Despite being virtually overlooked in the recent general election, sport and sporting events have been far from ignored in the courts recently, raising concerns for sporting bodies and insurers alike

While politics largely ignored sport amid the recent electioneering, the legal profession was caused pay close attention. March saw the widely reported Australian decision of McCracken v. Melbourne Storm, followed in May by the Court of Appeal's deliberations on insurance cover for professional sports players in Blackburn Rovers v. Avon.

The McCracken decision, which arose from a career-ending tackle in an Australian Rugby League game, emphasised that players must still operate within the rules. While the defendant's lawyer is quoted as saying: "This should send a shudder down the spines of administrators in any body-contact sports and the insurance companies that insure them", it must be remembered that both players had pleaded guilty to using a "dangerous throw when effecting a tackle" in disciplinary proceedings following the incident.

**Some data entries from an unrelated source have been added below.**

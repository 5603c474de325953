//! Task aggregate root.

use super::{TaskDomainError, TaskId, TaskStatus};
use chrono::{DateTime, Utc};
use mockable::Clock;
use serde::{Deserialize, Serialize};
use serde_json::{Map, Value};

/// JSON object type used for task input and output payloads.
pub type JsonObject = Map<String, Value>;

/// Task aggregate root.
///
/// Serializes to the public wire shape
/// `{id, status, input, output, created_at}`; `output` stays `null` until
/// the first update and is always an object afterwards.
#[derive(Debug, Clone, PartialEq, Eq, Serialize, Deserialize)]
pub struct Task {
    id: TaskId,
    status: TaskStatus,
    input: JsonObject,
    output: Option<JsonObject>,
    created_at: DateTime<Utc>,
}

/// Parameter object for reconstructing a persisted task aggregate.
#[derive(Debug, Clone, PartialEq, Eq)]
pub struct PersistedTaskData {
    /// Persisted task identifier.
    pub id: TaskId,
    /// Persisted lifecycle status.
    pub status: TaskStatus,
    /// Persisted creation input.
    pub input: JsonObject,
    /// Persisted output object, if any update has occurred.
    pub output: Option<JsonObject>,
    /// Persisted creation timestamp.
    pub created_at: DateTime<Utc>,
}

impl Task {
    /// Creates a new task from client input.
    ///
    /// The task starts in [`TaskStatus::Todo`] with no output.
    #[must_use]
    pub fn new(input: JsonObject, clock: &impl Clock) -> Self {
        Self {
            id: TaskId::new(),
            status: TaskStatus::Todo,
            input,
            output: None,
            created_at: clock.utc(),
        }
    }

    /// Reconstructs a task from persisted storage.
    #[must_use]
    pub fn from_persisted(data: PersistedTaskData) -> Self {
        Self {
            id: data.id,
            status: data.status,
            input: data.input,
            output: data.output,
            created_at: data.created_at,
        }
    }

    /// Returns the task identifier.
    #[must_use]
    pub const fn id(&self) -> TaskId {
        self.id
    }

    /// Returns the task lifecycle status.
    #[must_use]
    pub const fn status(&self) -> TaskStatus {
        self.status
    }

    /// Returns the creation input object.
    #[must_use]
    pub const fn input(&self) -> &JsonObject {
        &self.input
    }

    /// Returns the output object, absent until the first update.
    #[must_use]
    pub const fn output(&self) -> Option<&JsonObject> {
        self.output.as_ref()
    }

    /// Returns the creation timestamp.
    #[must_use]
    pub const fn created_at(&self) -> DateTime<Utc> {
        self.created_at
    }

    /// Shallow-merges `patch` into the task output.
    ///
    /// An absent output starts from the empty object. Patch keys overwrite
    /// existing keys of the same name; all other keys are retained. The
    /// input, status, and creation timestamp are never touched.
    pub fn merge_output(&mut self, patch: JsonObject) {
        let output = self.output.get_or_insert_with(JsonObject::new);
        for (key, value) in patch {
            output.insert(key, value);
        }
    }

    /// Advances the task status through a validated transition.
    ///
    /// Advancing to the current status is a no-op success.
    ///
    /// # Errors
    ///
    /// Returns [`TaskDomainError::InvalidStatusTransition`] when the
    /// transition is not permitted.
    pub fn advance(&mut self, next: TaskStatus) -> Result<(), TaskDomainError> {
        if !self.status.can_advance_to(next) {
            return Err(TaskDomainError::InvalidStatusTransition {
                from: self.status,
                to: next,
            });
        }
        self.status = next;
        Ok(())
    }
}
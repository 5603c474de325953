//! In-memory event publisher for task tracking tests.

use async_trait::async_trait;
use serde_json::Value;
use std::collections::VecDeque;
use std::sync::{Arc, Mutex};

use crate::task::ports::{
    EventPublishError, EventPublishResult, EventPublisher, MessageId, ReceivedMessage,
};

/// Thread-safe in-process publisher recording every published payload.
///
/// Pending messages are queued in publication order and consumed by
/// [`EventPublisher::pull`]; the full publication history stays available
/// through [`InMemoryEventPublisher::published`] for assertions.
#[derive(Debug, Clone, Default)]
pub struct InMemoryEventPublisher {
    state: Arc<Mutex<PublisherState>>,
}

#[derive(Debug, Default)]
struct PublisherState {
    next_id: u64,
    pending: VecDeque<ReceivedMessage>,
    published: Vec<Value>,
}

impl InMemoryEventPublisher {
    /// Creates an empty in-memory publisher.
    #[must_use]
    pub fn new() -> Self {
        Self::default()
    }

    /// Returns every payload published so far, in publication order.
    ///
    /// # Errors
    ///
    /// Returns [`EventPublishError::Broker`] when the internal lock is
    /// poisoned.
    pub fn published(&self) -> EventPublishResult<Vec<Value>> {
        let state = self.state.lock().map_err(poisoned)?;
        Ok(state.published.clone())
    }
}

fn poisoned(err: impl std::fmt::Display) -> EventPublishError {
    EventPublishError::broker(std::io::Error::other(err.to_string()))
}

#[async_trait]
impl EventPublisher for InMemoryEventPublisher {
    async fn publish(&self, message: &Value) -> EventPublishResult<MessageId> {
        let mut state = self.state.lock().map_err(poisoned)?;
        state.next_id += 1;
        let id = MessageId::new(state.next_id.to_string());
        state.pending.push_back(ReceivedMessage {
            id: id.clone(),
            payload: message.clone(),
        });
        state.published.push(message.clone());
        Ok(id)
    }

    async fn pull(&self) -> EventPublishResult<Option<ReceivedMessage>> {
        let mut state = self.state.lock().map_err(poisoned)?;
        Ok(state.pending.pop_front())
    }
}
//! Service layer for task creation, retrieval, and update.

use crate::task::{
    domain::{JsonObject, Task, TaskDomainError, TaskId, TaskStatus},
    ports::{EventPublishError, EventPublisher, TaskRepository, TaskRepositoryError},
};
use mockable::Clock;
use std::sync::Arc;
use thiserror::Error;

/// Changes applied to an existing task by the update operation.
#[derive(Debug, Clone, Default, PartialEq, Eq)]
pub struct TaskUpdate {
    /// Patch shallow-merged into the task output.
    pub patch: JsonObject,
    /// Optional status to advance the task to.
    pub status: Option<TaskStatus>,
}

impl TaskUpdate {
    /// Creates an update that only merges `patch` into the output.
    #[must_use]
    pub const fn merge(patch: JsonObject) -> Self {
        Self {
            patch,
            status: None,
        }
    }

    /// Sets the status to advance the task to.
    #[must_use]
    pub const fn with_status(mut self, status: TaskStatus) -> Self {
        self.status = Some(status);
        self
    }
}

/// Service-level errors for task lifecycle operations.
#[derive(Debug, Error)]
pub enum TaskLifecycleError {
    /// Domain validation failed.
    #[error(transparent)]
    Domain(#[from] TaskDomainError),
    /// Repository operation failed.
    #[error(transparent)]
    Repository(#[from] TaskRepositoryError),
    /// Event publication failed after the task row was committed.
    #[error(transparent)]
    Publish(#[from] EventPublishError),
    /// No task exists for the given identifier.
    #[error("task not found: {0}")]
    NotFound(TaskId),
}

/// Result type for task lifecycle service operations.
pub type TaskLifecycleResult<T> = Result<T, TaskLifecycleError>;

/// Task lifecycle orchestration service.
///
/// Owns one instance of each collaborator and is handed to request
/// handlers by reference; no ambient process-global state.
#[derive(Clone)]
pub struct TaskLifecycleService<R, P, C>
where
    R: TaskRepository,
    P: EventPublisher,
    C: Clock + Send + Sync,
{
    repository: Arc<R>,
    publisher: Arc<P>,
    clock: Arc<C>,
}

impl<R, P, C> TaskLifecycleService<R, P, C>
where
    R: TaskRepository,
    P: EventPublisher,
    C: Clock + Send + Sync,
{
    /// Creates a new task lifecycle service.
    #[must_use]
    pub const fn new(repository: Arc<R>, publisher: Arc<P>, clock: Arc<C>) -> Self {
        Self {
            repository,
            publisher,
            clock,
        }
    }

    /// Creates a task from client input, persists it, and publishes the
    /// serialized record as a creation event.
    ///
    /// The publish happens after the row is committed: a broker failure
    /// surfaces as [`TaskLifecycleError::Publish`] while the row remains
    /// durable. No compensating action is taken and the event is not
    /// retried; the row is the source of truth.
    ///
    /// # Errors
    ///
    /// Returns [`TaskLifecycleError`] when persistence or publication
    /// fails.
    pub async fn create(&self, input: JsonObject) -> TaskLifecycleResult<Task> {
        let task = Task::new(input, &*self.clock);
        self.repository.create(&task).await?;

        let event = serde_json::to_value(&task).map_err(EventPublishError::from)?;
        let message_id = self.publisher.publish(&event).await?;
        tracing::info!(task_id = %task.id(), message_id = %message_id, "published task creation event");

        Ok(task)
    }

    /// Retrieves a task by identifier.
    ///
    /// # Errors
    ///
    /// Returns [`TaskLifecycleError::NotFound`] when no task exists for
    /// `id`, or [`TaskLifecycleError::Repository`] when the lookup fails.
    pub async fn get(&self, id: TaskId) -> TaskLifecycleResult<Task> {
        self.repository
            .find_by_id(id)
            .await?
            .ok_or(TaskLifecycleError::NotFound(id))
    }

    /// Applies an update to an existing task.
    ///
    /// The patch is shallow-merged into the task output (patch keys win,
    /// other keys are retained); an explicit status, when present, is
    /// advanced through the domain transition guard. Input and creation
    /// timestamp are never touched. Concurrent updates to the same task
    /// are last-write-wins.
    ///
    /// # Errors
    ///
    /// Returns [`TaskLifecycleError::NotFound`] when no task exists for
    /// `id`, [`TaskLifecycleError::Domain`] for an invalid status
    /// transition, or [`TaskLifecycleError::Repository`] when persistence
    /// fails.
    pub async fn update(&self, id: TaskId, update: TaskUpdate) -> TaskLifecycleResult<Task> {
        let mut task = self.get(id).await?;
        task.merge_output(update.patch);
        if let Some(status) = update.status {
            task.advance(status)?;
        }
        self.repository.update(&task).await?;
        Ok(task)
    }
}
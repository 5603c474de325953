//! Task tracking for taskrelay.
//!
//! This module implements the task lifecycle: creating task records from
//! client input, publishing a creation event to the message stream,
//! retrieving tasks by identifier, merging worker results into the task
//! output, and advancing the status through validated transitions. The
//! module follows hexagonal architecture:
//!
//! - Domain types in [`domain`]
//! - Port contracts in [`ports`]
//! - Adapter implementations in [`adapters`]
//! - Orchestration services in [`services`]

pub mod adapters;
pub mod domain;
pub mod ports;
pub mod services;

#[cfg(test)]
mod tests;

The offending players' club was vicariously liable for their actions, although this point does not appear from the judgment to have been expressly argued. This shows that sporting clubs, as employers, could well be liable for the deliberate action of their players.

At issue for the Court of Appeal in Blackburn Rovers v. Avon was the interpretation of an exclusion clause of a sports-injury policy. The clause sought to exclude liability for an injury resulting in "permanent total disablement" attributable either directly or indirectly to "arthritic or other degenerative conditions". The trial judge held that this meant conditions of sufficient severity to be regarded as an illness, as opposed to conditions forming part of the normal ageing process.

The Court of Appeal disagreed, concluding that insurers could exclude cover for an injury resulting in disablement caused by 'normal' degeneration. Overturning the first instance decision, it found that, although the judge had adopted the right approach to the construction of the policy and exclusion, he had disregarded causation.

These two cases, while dealing with different types of policies, highlight two significant points for brokers and insurers to check. First, in a liability policy, is there cover for the deliberate act of one player against another? Secondly, when drafting exclusion clauses in accident policies, have they been sufficiently clearly drafted to avoid judicial scrutiny?